-- Opening Marker --

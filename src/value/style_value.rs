//! The [`StyleValue`] sum type.

use std::fmt;
use std::rc::Rc;

use serde::de::{self, MapAccess, SeqAccess, Visitor};
use serde::{Deserialize, Deserializer, Serialize, Serializer};

use super::fragment::StyleFragment;
use crate::animation::{Animation, AnimationRef, AnimationSet, AnimationSetRef};
use crate::units::format_number;

/// A single style property value.
///
/// Literal values come straight from component style declarations. Animation
/// references are owned by the animation engine; the adapter only reads their
/// start values and registers the property they were found under.
#[derive(Clone, Default)]
pub enum StyleValue {
    /// Explicit absence (`null` in the source declarations).
    #[default]
    Null,
    Bool(bool),
    Number(f64),
    String(String),
    /// Transform lists and color arrays.
    List(Vec<StyleValue>),
    /// Nested map, used by single-function transform entries like `{ scale: 2 }`.
    Map(StyleFragment),
    Animation(AnimationRef),
    AnimationSet(AnimationSetRef),
}

impl StyleValue {
    /// Wraps a concrete animation as a style value.
    pub fn animation<A: Animation + 'static>(animation: Rc<A>) -> Self {
        StyleValue::Animation(animation)
    }

    /// Wraps a concrete animation set as a style value.
    pub fn animation_set<S: AnimationSet + 'static>(set: Rc<S>) -> Self {
        StyleValue::AnimationSet(set)
    }

    /// Returns `true` unless the value is falsy in the JavaScript sense.
    ///
    /// `Null`, `false`, `0`, `NaN` and the empty string are falsy. Lists, maps
    /// and animation references are always truthy, even when empty.
    pub fn is_truthy(&self) -> bool {
        match self {
            StyleValue::Null => false,
            StyleValue::Bool(b) => *b,
            StyleValue::Number(n) => *n != 0.0 && !n.is_nan(),
            StyleValue::String(s) => !s.is_empty(),
            StyleValue::List(_)
            | StyleValue::Map(_)
            | StyleValue::Animation(_)
            | StyleValue::AnimationSet(_) => true,
        }
    }

    pub fn is_null(&self) -> bool {
        matches!(self, StyleValue::Null)
    }

    pub fn as_str(&self) -> Option<&str> {
        match self {
            StyleValue::String(s) => Some(s),
            _ => None,
        }
    }

    pub fn as_f64(&self) -> Option<f64> {
        match self {
            StyleValue::Number(n) => Some(*n),
            _ => None,
        }
    }

    pub fn as_list(&self) -> Option<&[StyleValue]> {
        match self {
            StyleValue::List(items) => Some(items),
            _ => None,
        }
    }

    pub fn as_map(&self) -> Option<&StyleFragment> {
        match self {
            StyleValue::Map(map) => Some(map),
            _ => None,
        }
    }

    /// The value an animated property renders before the animation starts.
    ///
    /// Returns `None` for literals and for animation sets without children.
    pub fn animation_start_value(&self) -> Option<StyleValue> {
        match self {
            StyleValue::Animation(animation) => Some(animation.start_value()),
            StyleValue::AnimationSet(set) => set
                .children()
                .first()
                .map(|child| child.animation.start_value()),
            _ => None,
        }
    }
}

impl fmt::Display for StyleValue {
    /// Formats the value the way JavaScript string interpolation would.
    fn fmt(&self, f: &mut fmt::Formatter<'_>) -> fmt::Result {
        match self {
            StyleValue::Null => f.write_str("null"),
            StyleValue::Bool(b) => write!(f, "{}", b),
            StyleValue::Number(n) => f.write_str(&format_number(*n)),
            StyleValue::String(s) => f.write_str(s),
            StyleValue::List(items) => {
                // Array#join renders null entries as empty strings
                for (i, item) in items.iter().enumerate() {
                    if i > 0 {
                        f.write_str(",")?;
                    }
                    if !item.is_null() {
                        write!(f, "{}", item)?;
                    }
                }
                Ok(())
            }
            StyleValue::Map(_) => f.write_str("[object Object]"),
            StyleValue::Animation(_) | StyleValue::AnimationSet(_) => {
                match self.animation_start_value() {
                    Some(start) => write!(f, "{}", start),
                    None => Ok(()),
                }
            }
        }
    }
}

impl fmt::Debug for StyleValue {
    fn fmt(&self, f: &mut fmt::Formatter<'_>) -> fmt::Result {
        match self {
            StyleValue::Null => f.write_str("Null"),
            StyleValue::Bool(b) => f.debug_tuple("Bool").field(b).finish(),
            StyleValue::Number(n) => f.debug_tuple("Number").field(n).finish(),
            StyleValue::String(s) => f.debug_tuple("String").field(s).finish(),
            StyleValue::List(items) => f.debug_tuple("List").field(items).finish(),
            StyleValue::Map(map) => f.debug_tuple("Map").field(map).finish(),
            StyleValue::Animation(a) => f.debug_tuple("Animation").field(a).finish(),
            StyleValue::AnimationSet(s) => f.debug_tuple("AnimationSet").field(s).finish(),
        }
    }
}

impl PartialEq for StyleValue {
    fn eq(&self, other: &Self) -> bool {
        match (self, other) {
            (StyleValue::Null, StyleValue::Null) => true,
            (StyleValue::Bool(a), StyleValue::Bool(b)) => a == b,
            (StyleValue::Number(a), StyleValue::Number(b)) => a == b,
            (StyleValue::String(a), StyleValue::String(b)) => a == b,
            (StyleValue::List(a), StyleValue::List(b)) => a == b,
            (StyleValue::Map(a), StyleValue::Map(b)) => a == b,
            // Animation references compare by identity
            (StyleValue::Animation(a), StyleValue::Animation(b)) => {
                std::ptr::addr_eq(Rc::as_ptr(a), Rc::as_ptr(b))
            }
            (StyleValue::AnimationSet(a), StyleValue::AnimationSet(b)) => {
                std::ptr::addr_eq(Rc::as_ptr(a), Rc::as_ptr(b))
            }
            _ => false,
        }
    }
}

impl From<f64> for StyleValue {
    fn from(n: f64) -> Self {
        StyleValue::Number(n)
    }
}

impl From<i32> for StyleValue {
    fn from(n: i32) -> Self {
        StyleValue::Number(f64::from(n))
    }
}

impl From<bool> for StyleValue {
    fn from(b: bool) -> Self {
        StyleValue::Bool(b)
    }
}

impl From<&str> for StyleValue {
    fn from(s: &str) -> Self {
        StyleValue::String(s.to_string())
    }
}

impl From<String> for StyleValue {
    fn from(s: String) -> Self {
        StyleValue::String(s)
    }
}

impl<T: Into<StyleValue>> From<Vec<T>> for StyleValue {
    fn from(items: Vec<T>) -> Self {
        StyleValue::List(items.into_iter().map(Into::into).collect())
    }
}

impl From<StyleFragment> for StyleValue {
    fn from(map: StyleFragment) -> Self {
        StyleValue::Map(map)
    }
}

impl From<AnimationRef> for StyleValue {
    fn from(animation: AnimationRef) -> Self {
        StyleValue::Animation(animation)
    }
}

impl From<AnimationSetRef> for StyleValue {
    fn from(set: AnimationSetRef) -> Self {
        StyleValue::AnimationSet(set)
    }
}

impl From<serde_json::Value> for StyleValue {
    fn from(value: serde_json::Value) -> Self {
        use serde_json::Value;

        match value {
            Value::Null => StyleValue::Null,
            Value::Bool(b) => StyleValue::Bool(b),
            Value::Number(n) => n.as_f64().map_or(StyleValue::Null, StyleValue::Number),
            Value::String(s) => StyleValue::String(s),
            Value::Array(items) => StyleValue::List(items.into_iter().map(Into::into).collect()),
            Value::Object(map) => StyleValue::Map(
                map.into_iter()
                    .map(|(key, value)| (key, StyleValue::from(value)))
                    .collect(),
            ),
        }
    }
}

impl Serialize for StyleValue {
    fn serialize<S: Serializer>(&self, serializer: S) -> Result<S::Ok, S::Error> {
        match self {
            StyleValue::Null => serializer.serialize_unit(),
            StyleValue::Bool(b) => serializer.serialize_bool(*b),
            StyleValue::Number(n) if is_safe_integer(*n) => serializer.serialize_i64(*n as i64),
            StyleValue::Number(n) => serializer.serialize_f64(*n),
            StyleValue::String(s) => serializer.serialize_str(s),
            StyleValue::List(items) => items.serialize(serializer),
            StyleValue::Map(map) => map.serialize(serializer),
            StyleValue::Animation(_) | StyleValue::AnimationSet(_) => {
                match self.animation_start_value() {
                    Some(start) => start.serialize(serializer),
                    None => serializer.serialize_unit(),
                }
            }
        }
    }
}

fn is_safe_integer(n: f64) -> bool {
    const MAX_SAFE_INTEGER: f64 = 9_007_199_254_740_991.0;
    n.fract() == 0.0 && n.abs() <= MAX_SAFE_INTEGER
}

impl<'de> Deserialize<'de> for StyleValue {
    fn deserialize<D: Deserializer<'de>>(deserializer: D) -> Result<Self, D::Error> {
        deserializer.deserialize_any(StyleValueVisitor)
    }
}

/// Builds values directly from the deserializer so object keys keep their
/// source order.
struct StyleValueVisitor;

impl<'de> Visitor<'de> for StyleValueVisitor {
    type Value = StyleValue;

    fn expecting(&self, f: &mut fmt::Formatter<'_>) -> fmt::Result {
        f.write_str("a style value")
    }

    fn visit_unit<E: de::Error>(self) -> Result<StyleValue, E> {
        Ok(StyleValue::Null)
    }

    fn visit_none<E: de::Error>(self) -> Result<StyleValue, E> {
        Ok(StyleValue::Null)
    }

    fn visit_some<D: Deserializer<'de>>(self, deserializer: D) -> Result<StyleValue, D::Error> {
        StyleValue::deserialize(deserializer)
    }

    fn visit_bool<E: de::Error>(self, b: bool) -> Result<StyleValue, E> {
        Ok(StyleValue::Bool(b))
    }

    fn visit_i64<E: de::Error>(self, n: i64) -> Result<StyleValue, E> {
        Ok(StyleValue::Number(n as f64))
    }

    fn visit_u64<E: de::Error>(self, n: u64) -> Result<StyleValue, E> {
        Ok(StyleValue::Number(n as f64))
    }

    fn visit_f64<E: de::Error>(self, n: f64) -> Result<StyleValue, E> {
        Ok(StyleValue::Number(n))
    }

    fn visit_str<E: de::Error>(self, s: &str) -> Result<StyleValue, E> {
        Ok(StyleValue::String(s.to_string()))
    }

    fn visit_string<E: de::Error>(self, s: String) -> Result<StyleValue, E> {
        Ok(StyleValue::String(s))
    }

    fn visit_seq<A: SeqAccess<'de>>(self, mut seq: A) -> Result<StyleValue, A::Error> {
        let mut items = Vec::with_capacity(seq.size_hint().unwrap_or(0));
        while let Some(item) = seq.next_element()? {
            items.push(item);
        }
        Ok(StyleValue::List(items))
    }

    fn visit_map<A: MapAccess<'de>>(self, mut access: A) -> Result<StyleValue, A::Error> {
        let mut map = StyleFragment::new();
        while let Some((key, value)) = access.next_entry::<String, StyleValue>()? {
            map.insert(&key, value);
        }
        Ok(StyleValue::Map(map))
    }
}

#[cfg(test)]
mod tests {
    use super::*;
    use crate::animation::{AnimationSetChild, StaticAnimation, StaticAnimationSet};

    #[test]
    fn test_truthiness_matches_js() {
        assert!(!StyleValue::Null.is_truthy());
        assert!(!StyleValue::from(false).is_truthy());
        assert!(!StyleValue::from(0).is_truthy());
        assert!(!StyleValue::from(f64::NAN).is_truthy());
        assert!(!StyleValue::from("").is_truthy());

        assert!(StyleValue::from(0.5).is_truthy());
        assert!(StyleValue::from("0").is_truthy());
        assert!(StyleValue::List(vec![]).is_truthy());
        assert!(StyleValue::Map(StyleFragment::new()).is_truthy());
        assert!(StyleValue::animation(StaticAnimation::new(0)).is_truthy());
    }

    #[test]
    fn test_display_numbers() {
        assert_eq!(StyleValue::from(10).to_string(), "10");
        assert_eq!(StyleValue::from(0.5).to_string(), "0.5");
        assert_eq!(StyleValue::from(-0.0).to_string(), "0");
    }

    #[test]
    fn test_display_list_joins_with_commas() {
        let list = StyleValue::List(vec![1.into(), StyleValue::Null, "a".into()]);
        assert_eq!(list.to_string(), "1,,a");
    }

    #[test]
    fn test_display_map_and_null() {
        let map = StyleValue::Map(StyleFragment::new().with("scale", 2));
        assert_eq!(map.to_string(), "[object Object]");
        assert_eq!(StyleValue::Null.to_string(), "null");
    }

    #[test]
    fn test_display_animation_uses_start_value() {
        let value = StyleValue::animation(StaticAnimation::new(0.25));
        assert_eq!(value.to_string(), "0.25");

        let empty = StyleValue::animation_set(StaticAnimationSet::new(vec![]));
        assert_eq!(empty.to_string(), "");
    }

    #[test]
    fn test_animation_equality_is_identity() {
        let a = StaticAnimation::new(1);
        let b = StaticAnimation::new(1);

        assert_eq!(StyleValue::animation(a.clone()), StyleValue::animation(a.clone()));
        assert_ne!(StyleValue::animation(a), StyleValue::animation(b));
    }

    #[test]
    fn test_animation_start_value_of_set() {
        let first = StaticAnimation::new("red");
        let second = StaticAnimation::new("blue");
        let set = StaticAnimationSet::new(vec![
            AnimationSetChild::new(first),
            AnimationSetChild::new(second),
        ]);

        let value = StyleValue::animation_set(set);
        assert_eq!(value.animation_start_value(), Some("red".into()));
        assert_eq!(StyleValue::from(3).animation_start_value(), None);
    }

    #[test]
    fn test_from_json_value() {
        let json = serde_json::json!({
            "width": 10,
            "colors": ["red", "blue"],
            "transform": [{ "scale": 2 }],
            "hidden": null,
        });

        let value = StyleValue::from(json);
        let map = value.as_map().unwrap();
        let keys: Vec<&str> = map.keys().collect();
        assert_eq!(keys, vec!["width", "colors", "transform", "hidden"]);
        assert_eq!(map.get("width"), Some(&StyleValue::Number(10.0)));
        assert_eq!(
            map.get("colors"),
            Some(&StyleValue::from(vec!["red", "blue"]))
        );
        assert!(map.get("hidden").unwrap().is_null());

        let transform = map.get("transform").unwrap().as_list().unwrap();
        assert_eq!(
            transform[0].as_map().unwrap().get("scale"),
            Some(&StyleValue::Number(2.0))
        );
    }

    #[test]
    fn test_deserialize_keeps_key_order() {
        let value: StyleValue = serde_json::from_str(r#"{"zIndex": 1, "alpha": 2}"#).unwrap();
        let keys: Vec<&str> = value.as_map().unwrap().keys().collect();
        assert_eq!(keys, vec!["zIndex", "alpha"]);
    }

    #[test]
    fn test_serialize_animation_as_start_value() {
        let value = StyleValue::List(vec![
            StyleValue::animation(StaticAnimation::new(0.5)),
            StyleValue::animation_set(StaticAnimationSet::new(vec![])),
        ]);
        let json = serde_json::to_value(&value).unwrap();
        assert_eq!(json, serde_json::json!([0.5, null]));
    }

    #[test]
    fn test_serialize_integral_numbers_without_fraction() {
        let json = serde_json::to_string(&StyleValue::List(vec![1.into(), 1.5.into()])).unwrap();
        assert_eq!(json, "[1,1.5]");
    }
}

-- Closing Marker --

→ Exercise: The response should hold exactly the lines starting at the line with "fn visit_unit<E: de::Error>(self)" and ending at the line with "fn visit_bool<E: de::Error>(self, b: bool)", and no other line of the material above.

→ Response area:
    fn visit_unit<E: de::Error>(self) -> Result<StyleValue, E> {
        Ok(StyleValue::Null)
    }

    fn visit_none<E: de::Error>(self) -> Result<StyleValue, E> {
        Ok(StyleValue::Null)
    }

    fn visit_some<D: Deserializer<'de>>(self, deserializer: D) -> Result<StyleValue, D::Error> {
        StyleValue::deserialize(deserializer)
    }

    fn visit_bool<E: de::Error>(self, b: bool) -> Result<StyleValue, E> {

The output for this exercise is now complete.